BEGIN

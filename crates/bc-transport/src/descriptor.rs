//! The request record that flows through middleware
//!
//! A [`RequestDescriptor`] is a plain value: middleware receives one and
//! returns a (possibly different) one. Nothing here talks to the network.

use reqwest::Method;
use reqwest::header::{HeaderMap, HeaderName, HeaderValue};
use serde_json::Value;

use crate::error::{Error, Result};

/// Per-call company override.
pub const COMPANY_HEADER: &str = "x-custom-request-company";

/// Per-call company selector (`Company-Name`, `Company-Id`, `Url-Complete`).
pub const COMPANY_IDENTIFIER_HEADER: &str = "x-custom-request-company-identifier";

/// Instruction from routing to the base company rule. Never sent upstream.
pub const COMPANY_COMMAND_HEADER: &str = "x-custom-params-company-command";

/// Query parameters. Values are rendered with [`query_value`].
pub type QueryParams = serde_json::Map<String, Value>;

/// Render one query value for the URL: strings verbatim, the rest as JSON.
pub fn query_value(value: &Value) -> String {
    match value {
        Value::String(s) => s.clone(),
        other => other.to_string(),
    }
}

/// Request-scoped settings carried alongside the HTTP parts.
#[derive(Debug, Clone, Default)]
pub struct RequestMetadata {
    pub primary_key: Option<Vec<String>>,
    pub use_cache: bool,
    pub company: Option<String>,
}

#[derive(Debug, Clone)]
pub struct RequestDescriptor {
    pub method: Method,
    /// Relative to the pipeline's base URL, or absolute.
    pub url: String,
    pub headers: HeaderMap,
    pub query: QueryParams,
    pub body: Option<Value>,
    pub metadata: RequestMetadata,
}

impl RequestDescriptor {
    pub fn new(method: Method, url: impl Into<String>) -> Self {
        Self {
            method,
            url: url.into(),
            headers: HeaderMap::new(),
            query: QueryParams::new(),
            body: None,
            metadata: RequestMetadata::default(),
        }
    }

    pub fn get(url: impl Into<String>) -> Self {
        Self::new(Method::GET, url)
    }

    pub fn post(url: impl Into<String>, body: Value) -> Self {
        Self::new(Method::POST, url).with_body(body)
    }

    pub fn with_query(mut self, query: QueryParams) -> Self {
        self.query = query;
        self
    }

    pub fn with_body(mut self, body: Value) -> Self {
        self.body = Some(body);
        self
    }

    pub fn with_header(mut self, name: &str, value: &str) -> Result<Self> {
        self.set_header(name, value)?;
        Ok(self)
    }

    /// Header value as text. Non-UTF-8 and empty values read as absent.
    pub fn header(&self, name: &str) -> Option<&str> {
        self.headers
            .get(name)
            .and_then(|v| v.to_str().ok())
            .filter(|v| !v.is_empty())
    }

    pub fn has_header(&self, name: &str) -> bool {
        self.header(name).is_some()
    }

    pub fn set_header(&mut self, name: &str, value: &str) -> Result<()> {
        let name = HeaderName::from_bytes(name.as_bytes())
            .map_err(|e| Error::Configuration(format!("invalid header name '{name}': {e}")))?;
        let value = HeaderValue::from_str(value)
            .map_err(|e| Error::Configuration(format!("invalid value for header {name}: {e}")))?;
        self.headers.insert(name, value);
        Ok(())
    }

    pub fn remove_header(&mut self, name: &str) -> Option<String> {
        self.headers
            .remove(name)
            .and_then(|v| v.to_str().ok().map(str::to_string))
    }
}

/// Caller-supplied options for one pipeline call.
#[derive(Debug, Clone, Default)]
pub struct RequestOptions {
    pub company: Option<String>,
    pub headers: Vec<(String, String)>,
    pub primary_key: Option<Vec<String>>,
    pub use_cache: bool,
}

impl RequestOptions {
    pub fn new() -> Self {
        Self::default()
    }

    pub fn company(mut self, company: impl Into<String>) -> Self {
        self.company = Some(company.into());
        self
    }

    pub fn header(mut self, name: impl Into<String>, value: impl Into<String>) -> Self {
        self.headers.push((name.into(), value.into()));
        self
    }

    pub fn primary_key<I, S>(mut self, fields: I) -> Self
    where
        I: IntoIterator<Item = S>,
        S: Into<String>,
    {
        self.primary_key = Some(fields.into_iter().map(Into::into).collect());
        self
    }

    pub fn use_cache(mut self, use_cache: bool) -> Self {
        self.use_cache = use_cache;
        self
    }

    /// Last non-empty value supplied for `name`, case-insensitively.
    pub fn header_value(&self, name: &str) -> Option<&str> {
        self.headers
            .iter()
            .rev()
            .find(|(n, v)| n.eq_ignore_ascii_case(name) && !v.is_empty())
            .map(|(_, v)| v.as_str())
    }

    /// Turn the options into a descriptor for `method` and `url`.
    pub fn describe(&self, method: Method, url: impl Into<String>) -> Result<RequestDescriptor> {
        let mut descriptor = RequestDescriptor::new(method, url);
        for (name, value) in &self.headers {
            descriptor.set_header(name, value)?;
        }
        descriptor.metadata = RequestMetadata {
            primary_key: self.primary_key.clone(),
            use_cache: self.use_cache,
            company: self.company.clone(),
        };
        Ok(descriptor)
    }
}
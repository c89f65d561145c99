//! OData addressing helpers
//!
//! Primary-key segments (`orders(no='SADV000')`) and `$filter` expressions.
//! Dates and GUIDs are OData literals and go unquoted; every other string is
//! single-quoted with embedded quotes doubled.

use chrono::{DateTime, NaiveDate, NaiveDateTime};
use serde::Serialize;
use serde_json::Value;
use uuid::Uuid;

use crate::descriptor::QueryParams;
use crate::error::{Error, Result};

/// Query parameter carrying a filter expression.
pub const FILTER_PARAM: &str = "$filter";

/// True for RFC 3339 timestamps, `YYYY-MM-DD` dates, and naive date-times.
pub fn is_date_like(value: &str) -> bool {
    DateTime::parse_from_rfc3339(value).is_ok()
        || NaiveDate::parse_from_str(value, "%Y-%m-%d").is_ok()
        || NaiveDateTime::parse_from_str(value, "%Y-%m-%dT%H:%M:%S%.f").is_ok()
        || NaiveDateTime::parse_from_str(value, "%Y-%m-%d %H:%M:%S%.f").is_ok()
}

/// True only for the hyphenated 8-4-4-4-12 form.
pub fn is_uuid(value: &str) -> bool {
    value.len() == 36 && Uuid::try_parse(value).is_ok()
}

fn quote(value: &str) -> String {
    format!("'{}'", value.replace('\'', "''"))
}

fn literal(value: &Value, unquoted: impl Fn(&str) -> bool) -> String {
    match value {
        Value::String(s) if unquoted(s) => s.clone(),
        Value::String(s) => quote(s),
        other => other.to_string(),
    }
}

/// Render `field=value` pairs for a keyed resource address.
///
/// Every key field must be present and non-null in `payload`.
pub fn primary_key_segment(payload: &Value, fields: &[String]) -> Result<String> {
    if fields.is_empty() {
        return Err(Error::Configuration(
            "primary key must name at least one field".into(),
        ));
    }
    let mut parts = Vec::with_capacity(fields.len());
    for field in fields {
        let value = payload
            .get(field)
            .filter(|v| !v.is_null())
            .ok_or_else(|| {
                Error::Configuration(format!("payload is missing primary key field '{field}'"))
            })?;
        let rendered = literal(value, |s| is_uuid(s) || is_date_like(s));
        parts.push(format!("{field}={rendered}"));
    }
    Ok(parts.join(","))
}

/// `endpoint(segment)`.
pub fn resource_url(endpoint: &str, segment: &str) -> String {
    format!("{endpoint}({segment})")
}

/// Remove key fields from an object payload; other payloads are untouched.
pub fn strip_keys(payload: &mut Value, fields: &[String]) {
    if let Value::Object(map) = payload {
        for field in fields {
            map.remove(field);
        }
    }
}

fn is_falsy(value: &Value) -> bool {
    match value {
        Value::Null => true,
        Value::Bool(b) => !b,
        Value::Number(n) => n.as_f64() == Some(0.0),
        Value::String(s) => s.is_empty(),
        Value::Array(_) | Value::Object(_) => false,
    }
}

/// A `$filter` expression built from equality clauses.
#[derive(Debug, Clone, Default, PartialEq, Eq, Serialize)]
pub struct ODataFilter {
    #[serde(rename = "$filter", skip_serializing_if = "String::is_empty")]
    expression: String,
}

impl ODataFilter {
    pub fn as_str(&self) -> &str {
        &self.expression
    }

    pub fn is_empty(&self) -> bool {
        self.expression.is_empty()
    }

    /// `{"$filter": expr}`, or no parameters when nothing qualified.
    pub fn as_query(&self) -> QueryParams {
        let mut query = QueryParams::new();
        if !self.is_empty() {
            query.insert(FILTER_PARAM.into(), Value::String(self.expression.clone()));
        }
        query
    }
}

/// Build `k1 eq v1 and k2 eq v2` from ordered pairs, skipping falsy values
/// (empty string, zero, false, null).
pub fn filter<I, K>(params: I) -> ODataFilter
where
    I: IntoIterator<Item = (K, Value)>,
    K: AsRef<str>,
{
    let clauses: Vec<String> = params
        .into_iter()
        .filter(|(_, v)| !is_falsy(v))
        .map(|(k, v)| format!("{} eq {}", k.as_ref(), literal(&v, is_date_like)))
        .collect();
    ODataFilter {
        expression: clauses.join(" and "),
    }
}

#[cfg(test)]
mod tests {
    use super::*;
    use serde_json::json;

    fn keys(fields: &[&str]) -> Vec<String> {
        fields.iter().map(|s| s.to_string()).collect()
    }

    #[test]
    fn uuid_key_is_unquoted() {
        let payload = json!({"id": "7b6e0b6c-3f3a-4f7e-9a53-0a9c1b2d3e4f", "x": 1});
        assert_eq!(
            primary_key_segment(&payload, &keys(&["id"])).unwrap(),
            "id=7b6e0b6c-3f3a-4f7e-9a53-0a9c1b2d3e4f"
        );
    }

    #[test]
    fn string_key_is_quoted() {
        let payload = json!({"no": "SADV000"});
        let segment = primary_key_segment(&payload, &keys(&["no"])).unwrap();
        assert_eq!(resource_url("/orders", &segment), "/orders(no='SADV000')");
    }

    #[test]
    fn composite_key_mixes_date_and_number() {
        let payload = json!({"postingDate": "2025-03-14", "lineNo": 10000, "docNo": "O'Brien"});
        assert_eq!(
            primary_key_segment(&payload, &keys(&["docNo", "postingDate", "lineNo"])).unwrap(),
            "docNo='O''Brien',postingDate=2025-03-14,lineNo=10000"
        );
    }

    #[test]
    fn missing_key_field_is_configuration_error() {
        let err = primary_key_segment(&json!({"no": null}), &keys(&["no"])).unwrap_err();
        assert!(matches!(err, Error::Configuration(_)));
        assert!(primary_key_segment(&json!({}), &[]).is_err());
    }

    #[test]
    fn near_uuid_strings_are_quoted() {
        let payload = json!({"id": "7b6e0b6c3f3a4f7e9a530a9c1b2d3e4f"});
        assert_eq!(
            primary_key_segment(&payload, &keys(&["id"])).unwrap(),
            "id='7b6e0b6c3f3a4f7e9a530a9c1b2d3e4f'"
        );
    }

    #[test]
    fn strip_keys_leaves_other_fields() {
        let mut payload = json!({"no": "A", "qty": 2});
        strip_keys(&mut payload, &keys(&["no"]));
        assert_eq!(payload, json!({"qty": 2}));
    }

    #[test]
    fn filter_skips_falsy_and_formats_literals() {
        let f = filter([
            ("status", json!("open")),
            ("count", json!(0)),
            ("date", json!("2025-03-14")),
            ("blocked", json!(false)),
            ("note", json!("")),
            ("owner", Value::Null),
            ("amount", json!(12.5)),
        ]);
        assert_eq!(
            f.as_str(),
            "status eq 'open' and date eq 2025-03-14 and amount eq 12.5"
        );
        assert_eq!(f.as_query()["$filter"], json!(f.as_str()));
    }

    #[test]
    fn filter_with_nothing_qualifying_is_empty() {
        let f = filter([("a", json!("")), ("b", json!(0))]);
        assert!(f.is_empty());
        assert!(f.as_query().is_empty());
        assert_eq!(serde_json::to_value(&f).unwrap(), json!({}));
    }

    #[test]
    fn filter_keeps_timestamps_unquoted() {
        let f = filter([("modifiedAt", json!("2025-03-14T08:30:00Z"))]);
        assert_eq!(f.as_str(), "modifiedAt eq 2025-03-14T08:30:00Z");
    }

    #[test]
    fn date_detection() {
        assert!(is_date_like("2025-03-14"));
        assert!(is_date_like("2025-03-14T08:30:00"));
        assert!(is_date_like("2025-03-14T08:30:00.123+01:00"));
        assert!(!is_date_like("SADV000"));
        assert!(!is_date_like("2025-13-40"));
    }
}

END

- **ASSIGNMENT**
Give back, exactly as written, the stretch from the line with "self.use_cache = use_cache;" through the line with "Turn the options", and no other lines from the records above.

- **WRITTEN REPLY**
        self.use_cache = use_cache;
        self
    }

    /// Last non-empty value supplied for `name`, case-insensitively.
    pub fn header_value(&self, name: &str) -> Option<&str> {
        self.headers
            .iter()
            .rev()
            .find(|(n, v)| n.eq_ignore_ascii_case(name) && !v.is_empty())
            .map(|(_, v)| v.as_str())
    }

    /// Turn the options into a descriptor for `method` and `url`.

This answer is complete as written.